RE: [PATCH v5 0/7] Live Migration With IAA

Posted by Liu, Yuan1 1 month ago

> -----Original Message-----
> From: Peter Xu <peterx@redhat.com>
> Sent: Thursday, March 28, 2024 3:46 AM
> To: Liu, Yuan1 <yuan1.liu@intel.com>
> Cc: farosas@suse.de; qemu-devel@nongnu.org; hao.xiang@bytedance.com;
> bryan.zhang@bytedance.com; Zou, Nanhai <nanhai.zou@intel.com>
> Subject: Re: [PATCH v5 0/7] Live Migration With IAA
> 
> On Wed, Mar 27, 2024 at 03:20:19AM +0000, Liu, Yuan1 wrote:
> > > -----Original Message-----
> > > From: Peter Xu <peterx@redhat.com>
> > > Sent: Wednesday, March 27, 2024 4:30 AM
> > > To: Liu, Yuan1 <yuan1.liu@intel.com>
> > > Cc: farosas@suse.de; qemu-devel@nongnu.org; hao.xiang@bytedance.com;
> > > bryan.zhang@bytedance.com; Zou, Nanhai <nanhai.zou@intel.com>
> > > Subject: Re: [PATCH v5 0/7] Live Migration With IAA
> > >
> > > Hi, Yuan,
> > >
> > > On Wed, Mar 20, 2024 at 12:45:20AM +0800, Yuan Liu wrote:
> > > > 1. QPL will be used as an independent compression method like ZLIB
> and
> > > ZSTD,
> > > >    QPL will force the use of the IAA accelerator and will not
> support
> > > software
> > > >    compression. For a summary of issues compatible with Zlib, please
> > > refer to
> > > >    docs/devel/migration/qpl-compression.rst
> > >
> > > IIRC our previous discussion is we should provide a software fallback
> for
> > > the new QEMU paths, right?  Why the decision changed?  Again, such
> > > fallback
> > > can help us to make sure qpl won't get broken easily by other changes.
> >
> > Hi Peter
> >
> > Previous your suggestion below
> >
> >
> https://patchew.org/QEMU/PH7PR11MB5941019462E0ADDE231C7295A37C2@PH7PR11MB5
> 941.namprd11.prod.outlook.com/
> > Compression methods: none, zlib, zstd, qpl (describes all the algorithms
> > that might be used; again, qpl enforces HW support).
> > Compression accelerators: auto, none, qat (only applies when zlib/zstd
> > chosen above)
> >
> > Maybe I misunderstood here, what you mean is that if the IAA hardware is
> unavailable,
> > it will fall back to the software path. This does not need to be
> specified through live
> > migration parameters, and it will automatically determine whether to use
> the software or
> > hardware path during QPL initialization, is that right?
> 
> I think there are two questions.
> 
> Firstly, we definitely want the qpl compressor to be able to run without
> any hardware support.  As I mentioned above, I think that's the only way
> that qpl code can always get covered by the CI as CI hosts should normally
> don't have those modern hardwares.
> 
> I think it also means in the last test patch, instead of detecting
> /dev/iax
> we should unconditionally run the qpl test as long as compiled in, because
> it should just fallback to the software path then when HW not valid?
> 
> The second question is whether we'll want a new "compression accelerator",
> fundamentally the only use case of that is to enforce software fallback
> even if hardware existed.  I don't remember whether others have any
> opinion
> before, but to me I think it's good to have, however no strong opinion.
> It's less important comparing to the other question on CI coverage.

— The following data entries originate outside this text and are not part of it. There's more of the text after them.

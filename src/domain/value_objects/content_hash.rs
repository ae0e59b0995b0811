use serde::{Deserialize, Serialize};
use sha2::{Digest, Sha256};

/// SHA-256 digest of an uploaded document's raw bytes, lowercase hex.
#[derive(Debug, Clone, PartialEq, Eq, Hash, Serialize, Deserialize)]
pub struct ContentHash(String);

impl ContentHash {
    pub fn parse(hash: &str) -> Result<Self, String> {
        if hash.len() != 64 {
            return Err("Hash must be 64 characters long (SHA-256)".to_string());
        }

        if !hash.chars().all(|c| c.is_ascii_hexdigit()) {
            return Err("Hash must contain only hexadecimal characters".to_string());
        }

        Ok(Self(hash.to_lowercase()))
    }

    pub fn of(data: &[u8]) -> Self {
        let digest = Sha256::digest(data);
        Self(format!("{:x}", digest))
    }

    pub fn as_str(&self) -> &str {
        &self.0
    }
}

impl std::fmt::Display for ContentHash {
    fn fmt(&self, f: &mut std::fmt::Formatter<'_>) -> std::fmt::Result {
        f.write_str(&self.0)
    }
}

impl From<ContentHash> for String {
    fn from(hash: ContentHash) -> Self {
        hash.0
    }
}

#[cfg(test)]
mod tests {
    use super::*;

    #[test]
    fn test_known_digest() {
        let hash = ContentHash::of(b"hello world");
        assert_eq!(
            hash.as_str(),
            "b94d27b9934d3e08a52e52d7da7dabfac484efe37a5380ee9088f7ace2efcde9"
        );
    }

    #[test]
    fn test_parse_normalizes_case() {
        let upper = "B94D27B9934D3E08A52E52D7DA7DABFAC484EFE37A5380EE9088F7ACE2EFCDE9";
        let hash = ContentHash::parse(upper).unwrap();
        assert_eq!(hash, ContentHash::of(b"hello world"));
    }

    #[test]
    fn test_parse_rejects_bad_input() {
        assert!(ContentHash::parse("invalid").is_err());
        assert!(
            ContentHash::parse("g94d27b9934d3e08a52e52d7da7dabfac484efe37a5380ee9088f7ace2efcde9")
                .is_err()
        );
    }
}
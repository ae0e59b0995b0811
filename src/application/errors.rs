use thiserror::Error;
use uuid::Uuid;

/// Every failure the ingest/query/delete pipeline reports to its caller.
/// Nothing here is retried automatically.
#[derive(Debug, Error)]
pub enum RagError {
    #[error("Unsupported format: {0}")]
    UnsupportedFormat(String),

    #[error("File too large: {size} bytes exceeds the {limit} byte limit")]
    FileTooLarge { size: usize, limit: usize },

    #[error("Text extraction failed: {0}")]
    ExtractionFailed(String),

    #[error("Embedding failed: {0}")]
    EmbeddingFailed(String),

    #[error("Store write failed: {0}")]
    StoreWriteFailed(String),

    #[error("Store read failed: {0}")]
    StoreReadFailed(String),

    #[error("No documents have been indexed yet")]
    NoDocumentsIndexed,

    #[error("Inference service unavailable: {0}")]
    InferenceUnavailable(String),

    #[error("Document not found: {0}")]
    DocumentNotFound(Uuid),

    #[error("Invalid request: {0}")]
    InvalidRequest(String),
}

impl RagError {
    /// Stable machine-readable code used in API error bodies.
    pub fn code(&self) -> &'static str {
        match self {
            RagError::UnsupportedFormat(_) => "UNSUPPORTED_FORMAT",
            RagError::FileTooLarge { .. } => "FILE_TOO_LARGE",
            RagError::ExtractionFailed(_) => "EXTRACTION_FAILED",
            RagError::EmbeddingFailed(_) => "EMBEDDING_FAILED",
            RagError::StoreWriteFailed(_) => "STORE_WRITE_FAILED",
            RagError::StoreReadFailed(_) => "STORE_READ_FAILED",
            RagError::NoDocumentsIndexed => "NO_DOCUMENTS_INDEXED",
            RagError::InferenceUnavailable(_) => "INFERENCE_UNAVAILABLE",
            RagError::DocumentNotFound(_) => "DOCUMENT_NOT_FOUND",
            RagError::InvalidRequest(_) => "INVALID_REQUEST",
        }
    }
}

pub type RagResult<T> = Result<T, RagError>;

#[cfg(test)]
mod tests {
    use super::*;

    #[test]
    fn test_messages_and_codes() {
        let err = RagError::FileTooLarge {
            size: 11,
            limit: 10,
        };
        assert_eq!(err.to_string(), "File too large: 11 bytes exceeds the 10 byte limit");
        assert_eq!(err.code(), "FILE_TOO_LARGE");
        assert_eq!(RagError::NoDocumentsIndexed.code(), "NO_DOCUMENTS_INDEXED");
    }
}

Yes, I will support software fallback to ensure CI testing and users can 
still use qpl compression without IAA hardware.

Although the qpl software solution will have better performance than zlib, 
I still don't think it has a greater advantage than zstd. I don't think there
is a need to add a migration option to configure the qpl software or hardware path.
So I will still only use QPL as an independent compression in the next version, and
no other migration options are needed.

I will also add a guide to qpl-compression.rst about IAA permission issues and how to
determine whether the hardware path is available.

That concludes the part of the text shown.